WHAT YOU ARE ASKED TO DO:
Scan the data, and whenever a line contains "again", copy it.

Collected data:
■ ■ ■

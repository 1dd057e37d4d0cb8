//! Test Helper Utilities
//!
//! Shared utilities for driving the lexi-dict router in tests

#![allow(dead_code)]

use axum::{
    body::Body,
    http::{header, Request, StatusCode},
    Router,
};
use lexi_common::config::DictionarySettings;
use lexi_common::db::init_memory_database;
use lexi_dict::{build_router, AppState};
use serde_json::Value;
use tower::util::ServiceExt; // for `oneshot` method

pub const BOUNDARY: &str = "lexi-test-boundary";

/// Create an app over a fresh in-memory database
pub async fn setup_app_with(settings: DictionarySettings) -> Router {
    let db = init_memory_database()
        .await
        .expect("Should create in-memory database");
    build_router(AppState::new(db, settings))
}

pub async fn setup_app() -> Router {
    setup_app_with(DictionarySettings::default()).await
}

/// Create request with an optional bearer token and JSON body
pub fn json_request(
    method: &str,
    uri: &str,
    token: Option<&str>,
    body: Option<Value>,
) -> Request<Body> {
    let mut builder = Request::builder().method(method).uri(uri);
    if let Some(token) = token {
        builder = builder.header(header::AUTHORIZATION, format!("Bearer {}", token));
    }
    match body {
        Some(body) => builder
            .header(header::CONTENT_TYPE, "application/json")
            .body(Body::from(body.to_string()))
            .unwrap(),
        None => builder.body(Body::empty()).unwrap(),
    }
}

/// Multipart upload of one file in the `file` field
pub fn upload_request(token: &str, filename: &str, content: &[u8]) -> Request<Body> {
    let mut body = Vec::new();
    body.extend_from_slice(format!("--{}\r\n", BOUNDARY).as_bytes());
    body.extend_from_slice(
        format!(
            "Content-Disposition: form-data; name=\"file\"; filename=\"{}\"\r\n",
            filename
        )
        .as_bytes(),
    );
    body.extend_from_slice(b"Content-Type: text/csv\r\n\r\n");
    body.extend_from_slice(content);
    body.extend_from_slice(format!("\r\n--{}--\r\n", BOUNDARY).as_bytes());

    Request::builder()
        .method("POST")
        .uri("/api/words/import")
        .header(header::AUTHORIZATION, format!("Bearer {}", token))
        .header(
            header::CONTENT_TYPE,
            format!("multipart/form-data; boundary={}", BOUNDARY),
        )
        .body(Body::from(body))
        .unwrap()
}

/// Send a request; the body is `Value::Null` when empty
pub async fn send(app: &Router, request: Request<Body>) -> (StatusCode, Value) {
    let response = app.clone().oneshot(request).await.unwrap();
    let status = response.status();
    let bytes = axum::body::to_bytes(response.into_body(), usize::MAX)
        .await
        .expect("Should read body");
    let body = if bytes.is_empty() {
        Value::Null
    } else {
        serde_json::from_slice(&bytes).expect("Should parse JSON")
    };
    (status, body)
}

/// Register a user and return their API token
pub async fn sign_up(app: &Router, username: &str) -> String {
    let (status, body) = send(
        app,
        json_request(
            "POST",
            "/api/users",
            None,
            Some(serde_json::json!({ "username": username })),
        ),
    )
    .await;
    assert_eq!(status, StatusCode::CREATED, "sign up failed: {}", body);
    body["token"].as_str().expect("token in response").to_string()
}

/// Create a language and return its JSON representation
pub async fn create_language(app: &Router, token: &str, name: &str) -> Value {
    let (status, body) = send(
        app,
        json_request(
            "POST",
            "/api/languages",
            Some(token),
            Some(serde_json::json!({ "name": name })),
        ),
    )
    .await;
    assert_eq!(status, StatusCode::CREATED, "create language failed: {}", body);
    body
}

/// Create a word with one hint and translation; returns the word detail
pub async fn create_word(
    app: &Router,
    token: &str,
    word: &str,
    word_language: &Value,
    translation_language: &Value,
) -> Value {
    let (status, body) = send(
        app,
        json_request(
            "POST",
            "/api/words",
            Some(token),
            Some(serde_json::json!({
                "word": word,
                "word_language": word_language["id"],
                "description": format!("{} description", word),
                "hint": format!("{} hint", word),
                "translation": format!("{} translation", word),
                "translation_language": translation_language["id"],
            })),
        ),
    )
    .await;
    assert_eq!(status, StatusCode::CREATED, "create word failed: {}", body);
    body
}
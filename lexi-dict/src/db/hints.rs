//! Hint persistence

use lexi_common::models::{Hint, NewHint};
use lexi_common::time::{from_db_timestamp, now, to_db_timestamp};
use lexi_common::Result;
use sqlx::sqlite::SqliteRow;
use sqlx::{Row, SqliteConnection};
use uuid::Uuid;

use super::parse_guid;

fn hint_from_row(row: &SqliteRow) -> Result<Hint> {
    Ok(Hint {
        id: parse_guid(&row.try_get::<String, _>("guid")?)?,
        user_id: parse_guid(&row.try_get::<String, _>("user_id")?)?,
        word_id: parse_guid(&row.try_get::<String, _>("word_id")?)?,
        text: row.try_get("text")?,
        created_at: from_db_timestamp(&row.try_get::<String, _>("created_at")?)?,
    })
}

pub async fn insert_hint(conn: &mut SqliteConnection, new: &NewHint) -> Result<Hint> {
    let hint = Hint {
        id: Uuid::new_v4(),
        user_id: new.user_id,
        word_id: new.word_id,
        text: new.text.clone(),
        created_at: now(),
    };

    sqlx::query(
        "INSERT INTO hints (guid, user_id, word_id, text, created_at) VALUES (?, ?, ?, ?, ?)",
    )
    .bind(hint.id.to_string())
    .bind(hint.user_id.to_string())
    .bind(hint.word_id.to_string())
    .bind(&hint.text)
    .bind(to_db_timestamp(hint.created_at))
    .execute(&mut *conn)
    .await?;

    Ok(hint)
}

/// Hints of a word owned by `user_id`, oldest first
pub async fn hints_for_word(
    conn: &mut SqliteConnection,
    user_id: Uuid,
    word_id: Uuid,
) -> Result<Vec<Hint>> {
    let rows = sqlx::query(
        r#"
        SELECT guid, user_id, word_id, text, created_at
        FROM hints
        WHERE word_id = ? AND user_id = ?
        ORDER BY created_at, rowid
        "#,
    )
    .bind(word_id.to_string())
    .bind(user_id.to_string())
    .fetch_all(&mut *conn)
    .await?;

    rows.iter().map(hint_from_row).collect()
}

pub async fn update_hint(conn: &mut SqliteConnection, id: Uuid, text: &str) -> Result<()> {
    sqlx::query("UPDATE hints SET text = ? WHERE guid = ?")
        .bind(text)
        .bind(id.to_string())
        .execute(&mut *conn)
        .await?;

    Ok(())
}
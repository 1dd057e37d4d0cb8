//! Timestamp utilities
//!
//! Timestamps are stored as RFC 3339 UTC text with a fixed number of
//! fractional digits so that lexical order equals chronological order.

use chrono::{DateTime, SecondsFormat, Timelike, Utc};

use crate::{Error, Result};

/// Get current UTC timestamp, truncated to the stored microsecond precision
pub fn now() -> DateTime<Utc> {
    let now = Utc::now();
    let micros = now.timestamp_subsec_micros();
    now.with_nanosecond(micros * 1_000).unwrap_or(now)
}

/// Format a timestamp for storage
pub fn to_db_timestamp(at: DateTime<Utc>) -> String {
    at.to_rfc3339_opts(SecondsFormat::Micros, true)
}

/// Parse a stored timestamp
pub fn from_db_timestamp(value: &str) -> Result<DateTime<Utc>> {
    DateTime::parse_from_rfc3339(value)
        .map(|dt| dt.with_timezone(&Utc))
        .map_err(|e| Error::Internal(format!("Invalid timestamp '{}': {}", value, e)))
}
//! Virtual-time primitives.
//!
//! Time in this runtime is the scheduler's tick counter; there is no
//! wall clock. The only timer is [`delay`], which suspends the current
//! task until a deadline measured in ticks, and [`yield_now`], which
//! gives every currently-ready task a turn before the current one
//! continues.

use crate::scheduler::context;

use std::future::Future;
use std::pin::Pin;
use std::task::{Context, Poll};

/// Creates a future that suspends the current task for `ticks` ticks.
///
/// Awaiting the returned [`Delay`] always suspends, even for
/// `delay(0)`: the task is re-posted behind everything currently in
/// the ready queue and the scheduler runs one full iteration before it
/// continues. Every `delay` therefore advances the clock by at least
/// one tick, which keeps tick accounting deterministic.
///
/// The deadline is absolute: `current_tick() + ticks` at the moment of
/// suspension. A task awaiting `delay(n)` becomes runnable again no
/// earlier than that deadline, and runs once the FIFO order of the
/// ready queue reaches it.
///
/// # Panics
///
/// Panics if awaited outside of a task resumed by a scheduler.
///
/// # Examples
///
/// ```rust,ignore
/// async fn body() {
///     delay(3).await; // eligible again three ticks from now
/// }
/// ```
pub fn delay(ticks: u64) -> Delay {
    Delay {
        ticks,
        deadline: None,
    }
}

/// Yields execution back to the scheduler exactly once.
///
/// Equivalent to `delay(0)`: the task is re-posted at the current tick,
/// behind every task already in the ready queue, and continues on a
/// later iteration.
pub fn yield_now() -> Delay {
    delay(0)
}

/// A future that completes once a deadline in ticks is reached.
///
/// On first poll the delay computes its absolute deadline, stamps it on
/// the current task, and posts the task back to its scheduler: into the
/// ready queue for a deadline at the current tick, into the waiters
/// queue otherwise. Control then returns to the scheduler. The second
/// poll happens only after the scheduler has dequeued the task at or
/// past the deadline, so it completes immediately.
pub struct Delay {
    /// Requested duration in ticks.
    ticks: u64,

    /// Absolute deadline, set on first poll.
    deadline: Option<u64>,
}

impl Future for Delay {
    type Output = ();

    fn poll(self: Pin<&mut Self>, _cx: &mut Context<'_>) -> Poll<Self::Output> {
        let this = self.get_mut();

        if this.deadline.is_some() {
            return Poll::Ready(());
        }

        let task = context::current_task()
            .expect("delay must be awaited from within a running task");

        // A task never bound to a scheduler has nowhere to be posted;
        // declining the post leaves it suspended forever.
        let Some(sched) = task.scheduler() else {
            return Poll::Pending;
        };

        let deadline = sched.ticks() + this.ticks;
        this.deadline = Some(deadline);

        task.set_wake_up_tick(deadline);
        sched.post(task);

        Poll::Pending
    }
}
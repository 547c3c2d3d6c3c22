//! Task primitives.
//!
//! This module defines the abstractions used to represent suspendable
//! computations:
//!
//! - [`Task`] — a non-root task: awaitable from another task, yielding
//!   its result (or failure) directly to the awaiter,
//! - [`RootTask`] — a task with no awaiting parent: started on a
//!   scheduler, with failures delivered to the scheduler's fatal sink,
//! - [`spawn`] / [`spawn_with`] — adapters wrapping a non-root task
//!   into a root task, optionally delivering the result to a callback.
//!
//! Most users construct tasks with [`Task::new`], compose them with
//! `.await`, and hand the outermost one to [`spawn`].

mod core;
mod handle;
mod state;
mod waker;

pub(crate) use self::core::RootCore;

pub use handle::RootTask;

use std::future::Future;
use std::pin::Pin;
use std::task::{Context, Poll};

/// A non-root task: a suspendable computation producing a
/// `Result<T, anyhow::Error>`.
///
/// A `Task` is created suspended; nothing runs until it is awaited by
/// another task (or wrapped into a root task and started). Awaiting a
/// task transfers control directly into its body, without a round trip
/// through the scheduler, and yields the child's result at the await
/// site:
///
/// - `Ok(value)` when the body completes normally,
/// - `Err(error)` when an error escapes the body. The awaiter may
///   handle it or propagate it further with `?`, exactly as a
///   synchronous error would travel up a call chain.
///
/// Inside the body, [`delay`](crate::time::delay) suspends the whole
/// chain of nested tasks and returns control to the scheduler.
///
/// # Examples
///
/// ```rust,ignore
/// fn fetch_answer() -> Task<u32> {
///     Task::new(async {
///         delay(2).await;
///         Ok(41)
///     })
/// }
///
/// fn add_one() -> Task<u32> {
///     Task::new(async {
///         let v = fetch_answer().await?;
///         Ok(v + 1)
///     })
/// }
/// ```
pub struct Task<T> {
    /// The body, boxed and pinned once at construction.
    future: Pin<Box<dyn Future<Output = Result<T, anyhow::Error>>>>,
}

impl<T> Task<T> {
    /// Creates a new task from its body.
    ///
    /// The body does not run until the task is awaited or started.
    pub fn new(future: impl Future<Output = Result<T, anyhow::Error>> + 'static) -> Self {
        Self {
            future: Box::pin(future),
        }
    }
}

impl<T> Future for Task<T> {
    type Output = Result<T, anyhow::Error>;

    /// Polls the task body.
    ///
    /// Called by the awaiting parent's own poll; this is the direct
    /// parent-to-child handoff.
    fn poll(self: Pin<&mut Self>, cx: &mut Context<'_>) -> Poll<Self::Output> {
        self.get_mut().future.as_mut().poll(cx)
    }
}

/// Wraps a non-root task into a root task, discarding its result.
///
/// The returned root task awaits `task`; an error escaping `task`
/// propagates out of the root body and reaches the scheduler's fatal
/// sink.
pub fn spawn<T: 'static>(task: Task<T>) -> RootTask {
    RootTask::new(async move {
        task.await?;
        Ok(())
    })
}

/// Wraps a non-root task into a root task, delivering its result to
/// `callback`.
///
/// The callback is invoked only when `task` completes with a value. If
/// `task` fails, the error propagates to the scheduler's fatal sink
/// and the callback is never invoked.
///
/// # Examples
///
/// ```rust,ignore
/// let scheduler = Scheduler::new();
/// spawn_with(fetch_answer(), |v| println!("got {v}")).start(&scheduler);
/// scheduler.run_all();
/// ```
pub fn spawn_with<T, F>(task: Task<T>, callback: F) -> RootTask
where
    T: 'static,
    F: FnOnce(T) + 'static,
{
    RootTask::new(async move {
        let value = task.await?;
        callback(value);
        Ok(())
    })
}
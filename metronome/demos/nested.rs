//! A root task awaiting a nested child, via `#[metronome::main]`.
//!
//! Run with `cargo run --example nested`.

use metronome::Task;
use metronome::time::delay;

fn answer() -> Task<u32> {
    Task::new(async {
        delay(3).await;
        Ok(40)
    })
}

#[metronome::main]
async fn main() {
    let value = answer().await?;
    println!("computed {}", value + 2);
}
use crate::scheduler::Scheduler;
use crate::task::RootCore;

use std::future::Future;
use std::rc::Rc;

/// A task with no awaiting parent.
///
/// A root task is created suspended and owns its body until
/// [`start`](RootTask::start) is called, at which point ownership
/// transfers to the scheduler: the scheduler resumes the task as the
/// clock permits and releases it when it completes. Dropping an
/// unstarted `RootTask` destroys the body without ever running it.
///
/// Root tasks differ from [`Task`](crate::task::Task) in three ways:
///
/// 1. completing does not resume anyone, since there is no parent,
/// 2. an error escaping the body is delivered to the scheduler's fatal
///    sink ([`SchedulerHooks::on_fatal`](crate::SchedulerHooks::on_fatal)),
/// 3. they are not awaitable: `RootTask` is not a future.
pub struct RootTask {
    core: Rc<RootCore>,
}

impl RootTask {
    /// Creates a root task from its body.
    ///
    /// Most callers go through [`spawn`](crate::task::spawn) or
    /// [`spawn_with`](crate::task::spawn_with) instead of writing a
    /// root body directly.
    pub fn new(future: impl Future<Output = Result<(), anyhow::Error>> + 'static) -> Self {
        Self {
            core: Rc::new(RootCore::new(future)),
        }
    }

    /// Binds the task to `scheduler` and posts it for execution at the
    /// current tick.
    pub fn start(self, scheduler: &Scheduler) {
        self.start_after(scheduler, 0);
    }

    /// Binds the task to `scheduler` and posts it with a wake-up
    /// deadline `delay_ticks` past the current tick.
    ///
    /// With a nonzero delay the task lands in the waiters queue and the
    /// scheduler idles (advancing the clock) until the deadline
    /// arrives.
    pub fn start_after(self, scheduler: &Scheduler, delay_ticks: u64) {
        let core = scheduler.core();

        self.core.bind(core);
        self.core.set_wake_up_tick(core.ticks() + delay_ticks);

        core.post(self.core);
    }
}
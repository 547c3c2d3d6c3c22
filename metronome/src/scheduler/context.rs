//! Scoped task context.
//!
//! While the scheduler resumes a task, a thread-local slot identifies
//! that task. Runtime components that run inside the task body, such
//! as the [`delay`](crate::time::delay) primitive and [`current_tick`],
//! reach the scheduler through this slot and the task's back-pointer
//! instead of requiring a handle to be threaded through every function
//! signature.
//!
//! The slot is saved and restored around each resumption, so there is
//! no global scheduler: a task is only ever observable as "current"
//! while its own poll is on the stack.
//!
//! [`current_tick`]: crate::scheduler::current_tick

use crate::task::RootCore;

use std::cell::RefCell;
use std::rc::Rc;

thread_local! {
    /// The root task currently being resumed, if any.
    static CURRENT_TASK: RefCell<Option<Rc<RootCore>>> = const { RefCell::new(None) };
}

/// Installs `task` as the current task for the duration of `f`.
///
/// The previous value is restored on exit, which keeps reentrant
/// resumptions well-nested.
pub(crate) fn enter_task<R>(task: Rc<RootCore>, f: impl FnOnce() -> R) -> R {
    CURRENT_TASK.with(|cell| {
        let prev = cell.replace(Some(task));

        let out = f();

        cell.replace(prev);

        out
    })
}

/// Returns the task currently being resumed, if any.
pub(crate) fn current_task() -> Option<Rc<RootCore>> {
    CURRENT_TASK.with(|cell| cell.borrow().clone())
}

■ ■ ■

RESULT FOR THIS TASK:
/// suspension. A task awaiting `delay(n)` becomes runnable again no
///     delay(3).await; // eligible again three ticks from now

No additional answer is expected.